By the way, you guys do know that the show is in an extended format, right?  This is not just a half-hour show.  We had so many characters to play with and we wanted to up the ante on the scale and the action, so we decided early on to do extended storylines, so every episode is one part of a two-parter or a three-parter.  The series premiere is actually a three-parter.

Courtesy of Revolution Science Fiction and Comics2Film.

Bruce Timm on Justice League #2:  “Whenever I [went] to conventions or store appearances, that’s the number one question [I’d] get from everybody:  ‘When are you guys going to do the Justice League?  When are you going to do the Justice League?’  Hopefully, they’ll be happy (courtesy of [website name removed]).”

Bruce Timm on Justice League #3:  “Well, Batman Beyond was drawing to a close and we knew weren’t going to be doing any more of those, so one of our executives at Warner Bros. in development suggested this might be a good time to do the Justice League.  So I said, ‘OK, we’ll give it a shot.’  I called up Michael Lazzo, [Cartoon Network’s senior vice president of programming], whom I had an acquaintance with—in the past he mentioned he wanted us to do something for him—so I called him up and said, ‘We’re thinking about doing a Justice League show,’ and he said, ‘Great, how many do you want to do?’  It was like, shoot, now we’re in business—now we’ve got to do it.  And that was it (courtesy of [website name removed]).”

Bruce Timm on Cartoon Network:  “It’s great to be on Cartoon Network.  They leave us very much alone—we get almost no creative notes from them.  Basically, we hand them in a script and they say, ‘Great!’  We get very little Broadcast Standards & Practices notes.  Obviously, the usual thing about you can’t kill this character or you can’t say this—‘Can you say destroy instead of kill?’—things like that.  But so far, they’ve been a breeze to work with.  Knock wood (courtesy of [website name removed]).”

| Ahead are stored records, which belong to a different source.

use chrono::{DateTime, Utc};
use serde::{Deserialize, Serialize};
use serde_json::Value;

/// Ordinary operator-created overrides sit here; A/B group members are
/// upserted at a lower value so they win the priority sort.
pub const DEFAULT_OVERRIDE_PRIORITY: i32 = 100;
pub const AB_OVERRIDE_PRIORITY: i32 = 10;

/// One immutable configuration document version. Only the `active` bit ever
/// changes after insert, and only through the atomic activation transaction.
#[derive(Debug, Clone, Serialize, Deserialize)]
pub struct ConfigVersionRow {
    pub config_key: String,
    pub version: String,
    pub environment: String,
    pub payload: Value,
    pub active: bool,
    pub created_at: DateTime<Utc>,
    pub created_by: String,
    pub description: Option<String>,
}

/// Per-user override of a configuration document. Lower `priority` wins;
/// expired rows are ignored by resolution and removed only by an explicit
/// sweep.
#[derive(Debug, Clone, Serialize, Deserialize)]
pub struct UserOverrideRow {
    pub user_id: String,
    pub config_key: String,
    pub value: Value,
    pub priority: i32,
    pub expires_at: Option<DateTime<Utc>>,
    pub tag: Option<String>,
    pub updated_at: DateTime<Utc>,
}

impl UserOverrideRow {
    pub fn is_expired(&self, now: DateTime<Utc>) -> bool {
        self.expires_at.is_some_and(|at| at <= now)
    }
}
#[async_trait]
impl ConfigStore for PostgresConfigStore {
    async fn get_active_payload(
        &self,
        config_key: &str,
        environment: &str,
    ) -> Result<Option<Value>, ConfigStoreError> {
        let client = self.db.client();
        let client = client.lock().await;
        let row = client
            .query_opt(
                r#"
                SELECT payload
                  FROM companion.config_versions
                 WHERE config_key = $1 AND environment = $2 AND active
                "#,
                &[&config_key, &environment],
            )
            .await
            .map_err(|error| ConfigStoreError::Db(error.to_string()))?;
        row.map(|row| row.try_get("payload"))
            .transpose()
            .map_err(|error| ConfigStoreError::Db(error.to_string()))
    }

    async fn get_version(
        &self,
        config_key: &str,
        version: &str,
        environment: &str,
    ) -> Result<Option<ConfigVersionRow>, ConfigStoreError> {
        let client = self.db.client();
        let client = client.lock().await;
        let row = client
            .query_opt(
                r#"
                SELECT config_key, version, environment, payload, active,
                       created_at, created_by, description
                  FROM companion.config_versions
                 WHERE config_key = $1 AND version = $2 AND environment = $3
                "#,
                &[&config_key, &version, &environment],
            )
            .await
            .map_err(|error| ConfigStoreError::Db(error.to_string()))?;
        row.as_ref()
            .map(map_version_row)
            .transpose()
            .map_err(ConfigStoreError::Db)
    }

    async fn insert_version(&self, row: ConfigVersionRow) -> Result<(), ConfigStoreError> {
        let client = self.db.client();
        let client = client.lock().await;
        let inserted = client
            .execute(
                r#"
                INSERT INTO companion.config_versions (
                    config_key, version, environment, payload, active,
                    created_at, created_by, description
                ) VALUES ($1,$2,$3,$4,FALSE,$5,$6,$7)
                ON CONFLICT (config_key, version, environment) DO NOTHING
                "#,
                &[
                    &row.config_key,
                    &row.version,
                    &row.environment,
                    &row.payload,
                    &row.created_at,
                    &row.created_by,
                    &row.description,
                ],
            )
            .await
            .map_err(|error| ConfigStoreError::Db(error.to_string()))?;
        if inserted == 0 {
            return Err(ConfigStoreError::Conflict(format!(
                "config version {}@{} already exists in {}",
                row.config_key, row.version, row.environment
            )));
        }
        Ok(())
    }

    async fn activate_version(
        &self,
        config_key: &str,
        version: &str,
        environment: &str,
    ) -> Result<(), ConfigStoreError> {
        let client = self.db.client();
        let mut client = client.lock().await;
        let tx = client
            .transaction()
            .await
            .map_err(|error| ConfigStoreError::Db(error.to_string()))?;

        tx.execute(
            r#"
            UPDATE companion.config_versions
               SET active = FALSE
             WHERE config_key = $1 AND environment = $2 AND active
            "#,
            &[&config_key, &environment],
        )
        .await
        .map_err(|error| ConfigStoreError::Db(error.to_string()))?;

        let activated = tx
            .execute(
                r#"
                UPDATE companion.config_versions
                   SET active = TRUE
                 WHERE config_key = $1 AND version = $2 AND environment = $3
                "#,
                &[&config_key, &version, &environment],
            )
            .await
            .map_err(|error| ConfigStoreError::Db(error.to_string()))?;

        if activated == 0 {
            // Implicit rollback when the transaction drops unfinished.
            return Err(ConfigStoreError::NotFound(format!(
                "config version {config_key}@{version} in {environment}"
            )));
        }

        tx.commit()
            .await
            .map_err(|error| ConfigStoreError::Db(error.to_string()))?;
        Ok(())
    }

    async fn best_override(
        &self,
        user_id: &str,
        config_key: &str,
        now: DateTime<Utc>,
    ) -> Result<Option<UserOverrideRow>, ConfigStoreError> {
        let client = self.db.client();
        let client = client.lock().await;
        let row = client
            .query_opt(
                r#"
                SELECT user_id, config_key, value, priority, expires_at, tag, updated_at
                  FROM companion.user_config_overrides
                 WHERE user_id = $1 AND config_key = $2
                   AND (expires_at IS NULL OR expires_at > $3)
                 ORDER BY priority ASC, updated_at DESC
                 LIMIT 1
                "#,
                &[&user_id, &config_key, &now],
            )
            .await
            .map_err(|error| ConfigStoreError::Db(error.to_string()))?;
        row.as_ref()
            .map(map_override_row)
            .transpose()
            .map_err(ConfigStoreError::Db)
    }

    async fn upsert_override(&self, row: UserOverrideRow) -> Result<(), ConfigStoreError> {
        let client = self.db.client();
        let client = client.lock().await;
        client
            .execute(
                r#"
                INSERT INTO companion.user_config_overrides (
                    user_id, config_key, value, priority, expires_at, tag, updated_at
                ) VALUES ($1,$2,$3,$4,$5,$6,$7)
                ON CONFLICT (user_id, config_key) DO UPDATE SET
                    value = EXCLUDED.value,
                    priority = EXCLUDED.priority,
                    expires_at = EXCLUDED.expires_at,
                    tag = EXCLUDED.tag,
                    updated_at = EXCLUDED.updated_at
                "#,
                &[
                    &row.user_id,
                    &row.config_key,
                    &row.value,
                    &row.priority,
                    &row.expires_at,
                    &row.tag,
                    &row.updated_at,
                ],
            )
            .await
            .map_err(|error| ConfigStoreError::Db(error.to_string()))?;
        Ok(())
    }

    async fn list_tagged_overrides(&self) -> Result<Vec<UserOverrideRow>, ConfigStoreError> {
        let client = self.db.client();
        let client = client.lock().await;
        let rows = client
            .query(
                r#"
                SELECT user_id, config_key, value, priority, expires_at, tag, updated_at
                  FROM companion.user_config_overrides
                 WHERE tag IS NOT NULL
                 ORDER BY updated_at ASC
                "#,
                &[],
            )
            .await
            .map_err(|error| ConfigStoreError::Db(error.to_string()))?;
        rows.iter()
            .map(|row| map_override_row(row).map_err(ConfigStoreError::Db))
            .collect()
    }

    async fn delete_expired_overrides(
        &self,
        now: DateTime<Utc>,
    ) -> Result<u64, ConfigStoreError> {
        let client = self.db.client();
        let client = client.lock().await;
        client
            .execute(
                r#"
                DELETE FROM companion.user_config_overrides
                 WHERE expires_at IS NOT NULL AND expires_at <= $1
                "#,
                &[&now],
            )
            .await
            .map_err(|error| ConfigStoreError::Db(error.to_string()))
    }
}
pub mod store;
pub mod types;

pub use store::{AuditStore, AuditStoreError};
pub use types::{ConfigChangeEvent, ConfigEventKind};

Bruce Timm on creating the team’s roster:  “The biggest problem I had with the Avengers show that Marvel did a couple of years ago was that it wasn’t really the main Avengers.  It was an okay show, but when you say ‘Avengers’ you want Iron Man, Captain America, and Thor; you don’t just want Ant Man, Falcon, and the Scarlet Witch.  The hybrid concept feels like you’re cheating the audience.  So while it was a nightmare for our legal department, we did eventually get the rights to use all of the popular DC characters.  And God bless [DC Comics President] Paul Levitz because he was behind us all the way.  He said right off the bat, ‘It’s going to be hard to get the rights to all of these characters, but you have to have Superman, Batman, and Wonder Woman.  And whatever it takes, we’ll make that happen (courtesy of Cinescape Magazine).’”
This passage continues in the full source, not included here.